With the sustained miniaturization of integrated circuits (ICs), the conventional devices such as planar metal-oxide-semiconductor field-effect transistors (MOSFETs) and copper interconnects are facing serious challenges such as electromigration, short channel effects (SCEs), quantum confinement, heat dissipation, propagation delay, and signal attenuation affecting the overall system reliability. This has motivated the researchers to explore new materials and device structures which can undergo further scaling to achieve better performance. Graphene-based interconnects such as carbon nanotube (CNT) and graphene nanoribbon (GNR) interconnects offer longer MFPs, lower resistivity, and higher mechanical strength. All these properties of graphene-based interconnects make them an attractive choice for new generation on-chip interconnects. Similarly, multi-gate FETs such as FinFETs where the channel is wrapped with multiple gates have emerged as alternative devices to planar MOSFETs. FinFETs are more scalable than planar MOSFETs and provide superior gate control and significant immunity from SCEs because of their quasi-planar structures. Apart from the remarkable properties of emerging nanoscale devices, they are highly susceptible to fabrication process variations which means even a small variation in the design parameters can cause unpredictable device behaviour reducing system reliability. Hence, it becomes necessary to quantify this uncertainty in the system performance at the earliest design stage. Typically, Monte Carlo (MC) is employed for this purpose. However, MC requires thousands of repeated simulations of the system over the entire design space to make accurate inferences about the system outputs.
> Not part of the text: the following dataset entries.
//! [`Store`] over a Redis-compatible server (Redis, Valkey, KVRocks).

use crate::{Store, StoreError, StoreResult};
use async_trait::async_trait;
use ::redis::aio::MultiplexedConnection;
use ::redis::{Client, ErrorKind, RedisError};

impl From<RedisError> for StoreError {
    /// Classifies on the reply code and detail, not the display text: the
    /// client prefixes server errors with its own description, and KVRocks
    /// reports a missing script as a generic `ERR NOSCRIPT ...` reply.
    fn from(err: RedisError) -> Self {
        if is_no_script(&err) {
            StoreError::NoScript {
                message: err.to_string(),
            }
        } else {
            StoreError::Backend(err.to_string())
        }
    }
}

fn is_no_script(err: &RedisError) -> bool {
    if err.kind() == ErrorKind::NoScriptError || err.code() == Some("NOSCRIPT") {
        return true;
    }
    match (err.code(), err.detail()) {
        (Some(code), Some(detail)) => {
            StoreError::classify(format!("{code} {detail}")).is_no_script()
        }
        _ => false,
    }
}

/// Shares one multiplexed connection between every call.
#[derive(Clone)]
pub struct RedisStore {
    conn: MultiplexedConnection,
}

impl std::fmt::Debug for RedisStore {
    fn fmt(&self, f: &mut std::fmt::Formatter<'_>) -> std::fmt::Result {
        f.debug_struct("RedisStore").finish_non_exhaustive()
    }
}

impl RedisStore {
    /// Opens a connection to `url`, e.g. `redis://localhost:6379/10`.
    ///
    /// # Errors
    ///
    /// Returns [`StoreError::Backend`] if the URL is invalid or the server
    /// cannot be reached.
    pub async fn connect(url: &str) -> StoreResult<Self> {
        let client = Client::open(url)?;
        let conn = client.get_multiplexed_tokio_connection().await?;
        Ok(Self { conn })
    }

    pub fn from_connection(conn: MultiplexedConnection) -> Self {
        Self { conn }
    }
}

#[async_trait]
impl Store for RedisStore {
    async fn read(&self, key: &str) -> StoreResult<Option<String>> {
        let mut conn = self.conn.clone();
        Ok(::redis::cmd("GET")
            .arg(key)
            .query_async::<Option<String>>(&mut conn)
            .await?)
    }

    async fn execute_atomic(
        &self,
        handle: &str,
        keys: &[String],
        args: &[String],
    ) -> StoreResult<i64> {
        let mut cmd = ::redis::cmd("EVALSHA");
        cmd.arg(handle).arg(keys.len());
        for key in keys {
            cmd.arg(key);
        }
        for arg in args {
            cmd.arg(arg);
        }

        let mut conn = self.conn.clone();
        Ok(cmd.query_async::<i64>(&mut conn).await?)
    }

    async fn load_atomic(&self, body: &str) -> StoreResult<String> {
        let mut conn = self.conn.clone();
        Ok(::redis::cmd("SCRIPT")
            .arg("LOAD")
            .arg(body)
            .query_async::<String>(&mut conn)
            .await?)
    }
}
This time cost is further aggravated by the large simulation time cost of a single physics-based simulation of graphene interconnects and 3-dimensional (3D) FinFETs. Compact models have been developed to tackle this challenge. However, the simplicity and numerical efficiency of these compact representations come at the expense of rigor and accuracy, thus performing uncertainty quantification (UQ) with these models is not a suitable solution.